*** Material shown Section Begins ***
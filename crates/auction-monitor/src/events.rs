//! [`MonitorEvent`] — lifecycle and state-change events broadcast to any
//! subscriber (e.g. the not-yet-connected fan-out broadcaster) so they stay
//! decoupled from Monitor's internals.

use auction_core::{Auction, BidErrorKind, Transport};

#[derive(Debug, Clone)]
pub enum MonitorEvent {
    Added(Auction),
    Updated(Auction),
    Ended(Auction),
    Removed { auction_id: String },
    BidPlaced { auction_id: String, amount: i64 },
    BidFailed { auction_id: String, kind: BidErrorKind },
    TransportChanged { auction_id: String, transport: Transport },
}

impl MonitorEvent {
    pub fn auction_id(&self) -> &str {
        match self {
            Self::Added(a) | Self::Updated(a) | Self::Ended(a) => &a.auction_id,
            Self::Removed { auction_id }
            | Self::BidPlaced { auction_id, .. }
            | Self::BidFailed { auction_id, .. }
            | Self::TransportChanged { auction_id, .. } => auction_id,
        }
    }
}
//! [`Monitor`] — the orchestrator owning every per-auction task, the
//! shared SSE connection's event router, and the registry readers query
//!.

use std::collections::HashMap;
use std::sync::Arc;

use auction_core::{Auction, AuctionConfig, AuctionMetadata, PartialAuctionConfig, Transport};
use auction_sse::{ClientEvent, SseClient, SseConfig, SseEvent};
use auction_store::Store;
use auction_upstream::UpstreamClient;
use parking_lot::RwLock;
use tokio::sync::{broadcast, mpsc, oneshot};
use tokio_util::sync::CancellationToken;
use tracing::warn;

use crate::command::{Command, TaskEvent};
use crate::error::{MonitorError, MonitorResult};
use crate::events::MonitorEvent;
use crate::registry::Registry;
use crate::task::{self, AuctionTaskHandle};

pub struct Monitor {
    store: Arc<Store>,
    upstream: Arc<UpstreamClient>,
    sse: Arc<SseClient>,
    registry: Arc<Registry>,
    handles: RwLock<HashMap<String, AuctionTaskHandle>>,
    /// Maps an SSE product id back to the auction id it was registered
    /// under, since the two are not always the same string.
    product_index: RwLock<HashMap<String, String>>,
    events_tx: broadcast::Sender<MonitorEvent>,
    cancel: CancellationToken,
}

impl Monitor {
    pub fn new(
        store: Arc<Store>,
        upstream: Arc<UpstreamClient>,
        sse_config: SseConfig,
        cancel: CancellationToken,
    ) -> Arc<Self> {
        let (sse, sse_rx) = SseClient::new(sse_config);
        let (events_tx, _) = broadcast::channel(256);

        let monitor = Arc::new(Self {
            store,
            upstream,
            sse,
            registry: Arc::new(Registry::new()),
            handles: RwLock::new(HashMap::new()),
            product_index: RwLock::new(HashMap::new()),
            events_tx,
            cancel,
        });

        let router = monitor.clone();
        tokio::spawn(async move { router.run_sse_router(sse_rx).await });

        monitor
    }

    pub fn subscribe_events(&self) -> broadcast::Receiver<MonitorEvent> {
        self.events_tx.subscribe()
    }

    pub fn get_monitored(&self) -> Vec<Auction> {
        self.registry.snapshot_all()
    }

    pub fn get(&self, auction_id: &str) -> Option<Auction> {
        self.registry.get(auction_id)
    }

    /// Register and start monitoring a new auction. Persists immediately
    /// and spawns its task.
    pub async fn add(
        self: &Arc<Self>,
        auction_id: String,
        metadata: AuctionMetadata,
        partial_config: PartialAuctionConfig,
    ) -> MonitorResult<Auction> {
        if self.registry.contains(&auction_id) {
            return Err(MonitorError::AlreadyMonitored(auction_id));
        }

        let settings = self.store.get_settings().await?;
        let config = AuctionConfig::from_partial_with_defaults(partial_config, &settings);
        let mut auction = Auction::new(auction_id.clone(), metadata, config, now_ms());

        // Optimistic transport selection: assume SSE works until told
        // otherwise by a fallback signal — the multiplexed connection has
        // no synchronous connect handshake to confirm it upfront.
        if auction.sse_product_id.is_some() {
            auction.transport = Transport::Sse;
        }

        self.store.save_auction(&auction).await?;
        self.register_task(auction.clone());
        let _ = self.events_tx.send(MonitorEvent::Added(auction.clone()));
        Ok(auction)
    }

    /// Re-register an auction loaded from the store without re-persisting
    /// it or re-running the `AlreadyMonitored` guard.
    pub(crate) fn resume(self: &Arc<Self>, auction: Auction) {
        self.register_task(auction);
    }

    pub(crate) async fn store_list_auction_ids(&self) -> MonitorResult<Vec<String>> {
        Ok(self.store.list_auction_ids().await?)
    }

    pub(crate) async fn store_get_auction(&self, auction_id: &str) -> MonitorResult<Option<Auction>> {
        Ok(self.store.get_auction(auction_id).await?)
    }

    fn register_task(self: &Arc<Self>, auction: Auction) {
        let auction_id = auction.auction_id.clone();
        if let Some(product_id) = auction.sse_product_id.clone() {
            self.product_index.write().insert(product_id, auction_id.clone());
        }
        let handle = task::spawn(
            auction,
            self.store.clone(),
            self.upstream.clone(),
            self.sse.clone(),
            self.registry.clone(),
            self.events_tx.clone(),
            &self.cancel,
        );
        self.handles.write().insert(auction_id, handle);
    }

    pub async fn remove(&self, auction_id: &str) -> MonitorResult<()> {
        let handle = self
            .handles
            .write()
            .remove(auction_id)
            .ok_or_else(|| MonitorError::NotMonitored(auction_id.to_string()))?;

        let _ = handle.tx.send(TaskEvent::Command(Command::Remove)).await;
        handle.cancel.cancel();

        self.product_index.write().retain(|_, v| v != auction_id);
        self.registry.remove(auction_id);

        if let Err(e) = self.store.delete_auction(auction_id).await {
            warn!(auction_id, error = %e, "failed to delete auction from store");
        }

        let _ = self.events_tx.send(MonitorEvent::Removed {
            auction_id: auction_id.to_string(),
        });
        Ok(())
    }

    pub async fn update_config(
        &self,
        auction_id: &str,
        partial: PartialAuctionConfig,
    ) -> MonitorResult<()> {
        let tx = self.sender_for(auction_id)?;
        tx.send(TaskEvent::Command(Command::UpdateConfig(partial)))
            .await
            .map_err(|_| MonitorError::NotMonitored(auction_id.to_string()))
    }

    pub async fn manual_bid(&self, auction_id: &str, amount: i64) -> MonitorResult<()> {
        let tx = self.sender_for(auction_id)?;
        let (reply_tx, reply_rx) = oneshot::channel();
        tx.send(TaskEvent::Command(Command::ManualBid {
            amount,
            reply: reply_tx,
        }))
        .await
        .map_err(|_| MonitorError::NotMonitored(auction_id.to_string()))?;
        reply_rx
            .await
            .map_err(|_| MonitorError::Internal("auction task dropped manual bid reply".into()))?
    }

    fn sender_for(&self, auction_id: &str) -> MonitorResult<mpsc::Sender<TaskEvent>> {
        self.handles
            .read()
            .get(auction_id)
            .map(|h| h.tx.clone())
            .ok_or_else(|| MonitorError::NotMonitored(auction_id.to_string()))
    }

    pub fn shutdown(&self) {
        self.cancel.cancel();
    }

    async fn run_sse_router(&self, mut rx: mpsc::Receiver<ClientEvent>) {
        while let Some(event) = rx.recv().await {
            match event {
                ClientEvent::Wire(wire) => self.route_wire_event(wire).await,
                ClientEvent::FallbackSuggested { product_ids } => {
                    for product_id in product_ids {
                        self.route_fallback(&product_id).await;
                    }
                }
                ClientEvent::Disconnected => {}
            }
        }
    }

    async fn route_wire_event(&self, wire: SseEvent) {
        let product_id = match &wire {
            SseEvent::BidUpdate { product_id, .. } => Some(product_id.clone()),
            SseEvent::Closed { product_id } => Some(product_id.clone()),
            SseEvent::Connected | SseEvent::Ping | SseEvent::Unknown { .. } => None,
        };
        let Some(product_id) = product_id else {
            return;
        };
        let Some(auction_id) = self.product_index.read().get(&product_id).cloned() else {
            return;
        };
        let tx = self.handles.read().get(&auction_id).map(|h| h.tx.clone());
        if let Some(tx) = tx {
            let _ = tx.send(TaskEvent::Sse(wire)).await;
        }
    }

    async fn route_fallback(&self, product_id: &str) {
        let Some(auction_id) = self.product_index.read().get(product_id).cloned() else {
            return;
        };
        let tx = self.handles.read().get(&auction_id).map(|h| h.tx.clone());
        if let Some(tx) = tx {
            let _ = tx.send(TaskEvent::SseFallback).await;
        }
    }
}

fn now_ms() -> i64 {
    use std::time::{SystemTime, UNIX_EPOCH};
    SystemTime::now()
        .duration_since(UNIX_EPOCH)
        .expect("time went backwards")
        .as_millis() as i64
}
*** Material shown Section Ends ***
About this exercise = Lines above with "match" in them are the ones to copy.

Output of the exercise =
        match self {
            match event {
        let product_id = match &wire {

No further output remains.